• [TASK DETAILS]:
Output the listing exactly, leaving nothing out.

• [PROVIDED ENTRIES]:

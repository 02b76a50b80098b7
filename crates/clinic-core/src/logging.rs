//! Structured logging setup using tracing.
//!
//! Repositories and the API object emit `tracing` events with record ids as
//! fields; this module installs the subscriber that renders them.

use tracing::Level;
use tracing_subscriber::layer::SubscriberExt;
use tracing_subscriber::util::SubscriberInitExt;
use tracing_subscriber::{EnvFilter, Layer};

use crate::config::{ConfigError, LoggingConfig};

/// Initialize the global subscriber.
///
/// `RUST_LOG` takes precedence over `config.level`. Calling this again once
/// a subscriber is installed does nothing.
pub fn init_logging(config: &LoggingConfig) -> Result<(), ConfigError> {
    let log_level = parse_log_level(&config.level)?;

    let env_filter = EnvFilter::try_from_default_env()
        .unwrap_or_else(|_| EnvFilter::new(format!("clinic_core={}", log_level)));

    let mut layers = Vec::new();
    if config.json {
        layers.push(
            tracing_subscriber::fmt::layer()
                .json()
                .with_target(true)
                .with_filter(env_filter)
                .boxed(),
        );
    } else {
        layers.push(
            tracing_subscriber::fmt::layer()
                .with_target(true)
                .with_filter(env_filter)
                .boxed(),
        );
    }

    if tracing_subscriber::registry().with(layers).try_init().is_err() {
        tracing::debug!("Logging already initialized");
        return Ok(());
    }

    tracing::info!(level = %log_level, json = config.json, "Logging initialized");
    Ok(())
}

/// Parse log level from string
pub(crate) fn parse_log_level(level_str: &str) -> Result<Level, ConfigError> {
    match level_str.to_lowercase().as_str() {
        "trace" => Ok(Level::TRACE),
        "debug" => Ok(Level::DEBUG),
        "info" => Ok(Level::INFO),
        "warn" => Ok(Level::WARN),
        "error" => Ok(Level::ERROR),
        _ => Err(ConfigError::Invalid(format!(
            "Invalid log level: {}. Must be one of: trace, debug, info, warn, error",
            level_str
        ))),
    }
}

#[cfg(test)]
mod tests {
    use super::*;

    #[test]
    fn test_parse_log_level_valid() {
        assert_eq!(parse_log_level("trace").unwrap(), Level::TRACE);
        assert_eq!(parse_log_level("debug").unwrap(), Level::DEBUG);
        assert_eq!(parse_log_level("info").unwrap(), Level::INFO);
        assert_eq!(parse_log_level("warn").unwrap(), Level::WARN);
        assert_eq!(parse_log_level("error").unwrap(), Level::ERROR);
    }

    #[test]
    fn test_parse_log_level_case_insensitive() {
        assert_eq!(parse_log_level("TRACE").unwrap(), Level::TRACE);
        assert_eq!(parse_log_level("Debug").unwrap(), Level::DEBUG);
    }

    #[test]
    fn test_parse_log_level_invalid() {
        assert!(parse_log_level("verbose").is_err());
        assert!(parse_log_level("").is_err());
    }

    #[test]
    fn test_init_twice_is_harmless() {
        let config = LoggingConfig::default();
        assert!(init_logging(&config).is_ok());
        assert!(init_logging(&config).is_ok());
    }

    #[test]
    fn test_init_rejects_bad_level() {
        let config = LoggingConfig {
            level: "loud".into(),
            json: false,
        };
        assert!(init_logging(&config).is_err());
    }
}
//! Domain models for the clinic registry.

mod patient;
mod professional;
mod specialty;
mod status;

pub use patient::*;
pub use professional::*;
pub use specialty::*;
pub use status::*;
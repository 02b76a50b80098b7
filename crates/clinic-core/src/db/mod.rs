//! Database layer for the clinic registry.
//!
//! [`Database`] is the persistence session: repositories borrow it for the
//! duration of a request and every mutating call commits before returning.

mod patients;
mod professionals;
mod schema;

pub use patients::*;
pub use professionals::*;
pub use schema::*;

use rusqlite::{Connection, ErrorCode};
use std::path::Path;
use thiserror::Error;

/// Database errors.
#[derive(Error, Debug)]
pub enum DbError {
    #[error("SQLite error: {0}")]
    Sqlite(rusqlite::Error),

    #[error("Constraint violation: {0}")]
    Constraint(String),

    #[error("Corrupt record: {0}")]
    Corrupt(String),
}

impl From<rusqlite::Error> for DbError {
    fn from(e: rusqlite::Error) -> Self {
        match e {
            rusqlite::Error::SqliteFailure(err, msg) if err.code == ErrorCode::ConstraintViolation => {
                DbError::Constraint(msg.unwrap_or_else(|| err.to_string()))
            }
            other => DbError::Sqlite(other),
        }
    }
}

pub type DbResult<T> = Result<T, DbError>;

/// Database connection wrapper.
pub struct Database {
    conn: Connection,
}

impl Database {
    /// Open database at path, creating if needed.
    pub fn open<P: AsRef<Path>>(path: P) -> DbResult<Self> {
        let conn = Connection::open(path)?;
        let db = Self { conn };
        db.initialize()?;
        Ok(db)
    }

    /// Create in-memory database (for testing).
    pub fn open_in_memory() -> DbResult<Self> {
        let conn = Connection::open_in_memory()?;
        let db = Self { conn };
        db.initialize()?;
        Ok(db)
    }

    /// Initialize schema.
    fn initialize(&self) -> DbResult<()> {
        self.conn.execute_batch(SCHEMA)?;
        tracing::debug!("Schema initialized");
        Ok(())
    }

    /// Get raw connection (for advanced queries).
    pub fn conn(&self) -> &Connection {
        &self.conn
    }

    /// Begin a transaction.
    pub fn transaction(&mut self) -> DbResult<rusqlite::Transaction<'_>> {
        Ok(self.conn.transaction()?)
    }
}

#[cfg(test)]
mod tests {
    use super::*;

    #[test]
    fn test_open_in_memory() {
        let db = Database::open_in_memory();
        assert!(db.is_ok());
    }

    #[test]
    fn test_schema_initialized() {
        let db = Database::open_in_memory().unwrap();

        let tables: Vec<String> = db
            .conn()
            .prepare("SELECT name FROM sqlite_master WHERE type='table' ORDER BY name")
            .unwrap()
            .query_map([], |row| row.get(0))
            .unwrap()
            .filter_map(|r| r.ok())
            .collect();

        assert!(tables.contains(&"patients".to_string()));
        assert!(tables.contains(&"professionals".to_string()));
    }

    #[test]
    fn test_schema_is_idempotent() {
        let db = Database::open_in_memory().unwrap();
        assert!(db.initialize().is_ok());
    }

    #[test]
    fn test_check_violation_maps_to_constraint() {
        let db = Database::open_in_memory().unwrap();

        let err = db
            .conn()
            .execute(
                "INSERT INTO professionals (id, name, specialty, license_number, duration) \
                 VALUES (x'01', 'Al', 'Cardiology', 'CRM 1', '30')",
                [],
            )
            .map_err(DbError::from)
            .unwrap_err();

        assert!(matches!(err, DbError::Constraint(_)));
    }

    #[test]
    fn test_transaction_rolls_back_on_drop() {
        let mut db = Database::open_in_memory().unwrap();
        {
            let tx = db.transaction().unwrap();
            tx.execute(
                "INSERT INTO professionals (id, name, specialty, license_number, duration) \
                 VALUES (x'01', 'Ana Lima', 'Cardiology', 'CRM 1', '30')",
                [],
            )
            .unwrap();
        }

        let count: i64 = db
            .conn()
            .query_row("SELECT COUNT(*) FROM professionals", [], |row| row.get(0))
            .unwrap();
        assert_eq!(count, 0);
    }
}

• [ANSWER SPACE]:
repository 02b76a50b80098b7
filename crates/clinic-core/src/logging.rs
//! Structured logging setup using tracing.
//!
//! Repositories and the API object emit `tracing` events with record ids as
//! fields; this module installs the subscriber that renders them.

use tracing::Level;
use tracing_subscriber::layer::SubscriberExt;
use tracing_subscriber::util::SubscriberInitExt;
use tracing_subscriber::{EnvFilter, Layer};

use crate::config::{ConfigError, LoggingConfig};

/// Initialize the global subscriber.
///
/// `RUST_LOG` takes precedence over `config.level`. Calling this again once
/// a subscriber is installed does nothing.
pub fn init_logging(config: &LoggingConfig) -> Result<(), ConfigError> {
    let log_level = parse_log_level(&config.level)?;

    let env_filter = EnvFilter::try_from_default_env()
        .unwrap_or_else(|_| EnvFilter::new(format!("clinic_core={}", log_level)));

    let mut layers = Vec::new();
    if config.json {
        layers.push(
            tracing_subscriber::fmt::layer()
                .json()
                .with_target(true)
                .with_filter(env_filter)
                .boxed(),
        );
    } else {
        layers.push(
            tracing_subscriber::fmt::layer()
                .with_target(true)
                .with_filter(env_filter)
                .boxed(),
        );
    }

    if tracing_subscriber::registry().with(layers).try_init().is_err() {
        tracing::debug!("Logging already initialized");
        return Ok(());
    }

    tracing::info!(level = %log_level, json = config.json, "Logging initialized");
    Ok(())
}

/// Parse log level from string
pub(crate) fn parse_log_level(level_str: &str) -> Result<Level, ConfigError> {
    match level_str.to_lowercase().as_str() {
        "trace" => Ok(Level::TRACE),
        "debug" => Ok(Level::DEBUG),
        "info" => Ok(Level::INFO),
        "warn" => Ok(Level::WARN),
        "error" => Ok(Level::ERROR),
        _ => Err(ConfigError::Invalid(format!(
            "Invalid log level: {}. Must be one of: trace, debug, info, warn, error",
            level_str
        ))),
    }
}

#[cfg(test)]
mod tests {
    use super::*;

    #[test]
    fn test_parse_log_level_valid() {
        assert_eq!(parse_log_level("trace").unwrap(), Level::TRACE);
        assert_eq!(parse_log_level("debug").unwrap(), Level::DEBUG);
        assert_eq!(parse_log_level("info").unwrap(), Level::INFO);
        assert_eq!(parse_log_level("warn").unwrap(), Level::WARN);
        assert_eq!(parse_log_level("error").unwrap(), Level::ERROR);
    }

    #[test]
    fn test_parse_log_level_case_insensitive() {
        assert_eq!(parse_log_level("TRACE").unwrap(), Level::TRACE);
        assert_eq!(parse_log_level("Debug").unwrap(), Level::DEBUG);
    }

    #[test]
    fn test_parse_log_level_invalid() {
        assert!(parse_log_level("verbose").is_err());
        assert!(parse_log_level("").is_err());
    }

    #[test]
    fn test_init_twice_is_harmless() {
        let config = LoggingConfig::default();
        assert!(init_logging(&config).is_ok());
        assert!(init_logging(&config).is_ok());
    }

    #[test]
    fn test_init_rejects_bad_level() {
        let config = LoggingConfig {
            level: "loud".into(),
            json: false,
        };
        assert!(init_logging(&config).is_err());
    }
}
//! Domain models for the clinic registry.

mod patient;
mod professional;
mod specialty;
mod status;

pub use patient::*;
pub use professional::*;
pub use specialty::*;
pub use status::*;
repository 02b76a50b80098b7
filename crates/clinic-core/src/db/mod.rs
//! Database layer for the clinic registry.
//!
//! [`Database`] is the persistence session: repositories borrow it for the
//! duration of a request and every mutating call commits before returning.

mod patients;
mod professionals;
mod schema;

pub use patients::*;
pub use professionals::*;
pub use schema::*;

use rusqlite::{Connection, ErrorCode};
use std::path::Path;
use thiserror::Error;

/// Database errors.
#[derive(Error, Debug)]
pub enum DbError {
    #[error("SQLite error: {0}")]
    Sqlite(rusqlite::Error),

    #[error("Constraint violation: {0}")]
    Constraint(String),

    #[error("Corrupt record: {0}")]
    Corrupt(String),
}

impl From<rusqlite::Error> for DbError {
    fn from(e: rusqlite::Error) -> Self {
        match e {
            rusqlite::Error::SqliteFailure(err, msg) if err.code == ErrorCode::ConstraintViolation => {
                DbError::Constraint(msg.unwrap_or_else(|| err.to_string()))
            }
            other => DbError::Sqlite(other),
        }
    }
}

pub type DbResult<T> = Result<T, DbError>;

/// Database connection wrapper.
pub struct Database {
    conn: Connection,
}

impl Database {
    /// Open database at path, creating if needed.
    pub fn open<P: AsRef<Path>>(path: P) -> DbResult<Self> {
        let conn = Connection::open(path)?;
        let db = Self { conn };
        db.initialize()?;
        Ok(db)
    }

    /// Create in-memory database (for testing).
    pub fn open_in_memory() -> DbResult<Self> {
        let conn = Connection::open_in_memory()?;
        let db = Self { conn };
        db.initialize()?;
        Ok(db)
    }

    /// Initialize schema.
    fn initialize(&self) -> DbResult<()> {
        self.conn.execute_batch(SCHEMA)?;
        tracing::debug!("Schema initialized");
        Ok(())
    }

    /// Get raw connection (for advanced queries).
    pub fn conn(&self) -> &Connection {
        &self.conn
    }

    /// Begin a transaction.
    pub fn transaction(&mut self) -> DbResult<rusqlite::Transaction<'_>> {
        Ok(self.conn.transaction()?)
    }
}

#[cfg(test)]
mod tests {
    use super::*;

    #[test]
    fn test_open_in_memory() {
        let db = Database::open_in_memory();
        assert!(db.is_ok());
    }

    #[test]
    fn test_schema_initialized() {
        let db = Database::open_in_memory().unwrap();

        let tables: Vec<String> = db
            .conn()
            .prepare("SELECT name FROM sqlite_master WHERE type='table' ORDER BY name")
            .unwrap()
            .query_map([], |row| row.get(0))
            .unwrap()
            .filter_map(|r| r.ok())
            .collect();

        assert!(tables.contains(&"patients".to_string()));
        assert!(tables.contains(&"professionals".to_string()));
    }

    #[test]
    fn test_schema_is_idempotent() {
        let db = Database::open_in_memory().unwrap();
        assert!(db.initialize().is_ok());
    }

    #[test]
    fn test_check_violation_maps_to_constraint() {
        let db = Database::open_in_memory().unwrap();

        let err = db
            .conn()
            .execute(
                "INSERT INTO professionals (id, name, specialty, license_number, duration) \
                 VALUES (x'01', 'Al', 'Cardiology', 'CRM 1', '30')",
                [],
            )
            .map_err(DbError::from)
            .unwrap_err();

        assert!(matches!(err, DbError::Constraint(_)));
    }

    #[test]
    fn test_transaction_rolls_back_on_drop() {
        let mut db = Database::open_in_memory().unwrap();
        {
            let tx = db.transaction().unwrap();
            tx.execute(
                "INSERT INTO professionals (id, name, specialty, license_number, duration) \
                 VALUES (x'01', 'Ana Lima', 'Cardiology', 'CRM 1', '30')",
                [],
            )
            .unwrap();
        }

        let count: i64 = db
            .conn()
            .query_row("SELECT COUNT(*) FROM professionals", [], |row| row.get(0))
            .unwrap();
        assert_eq!(count, 0);
    }
}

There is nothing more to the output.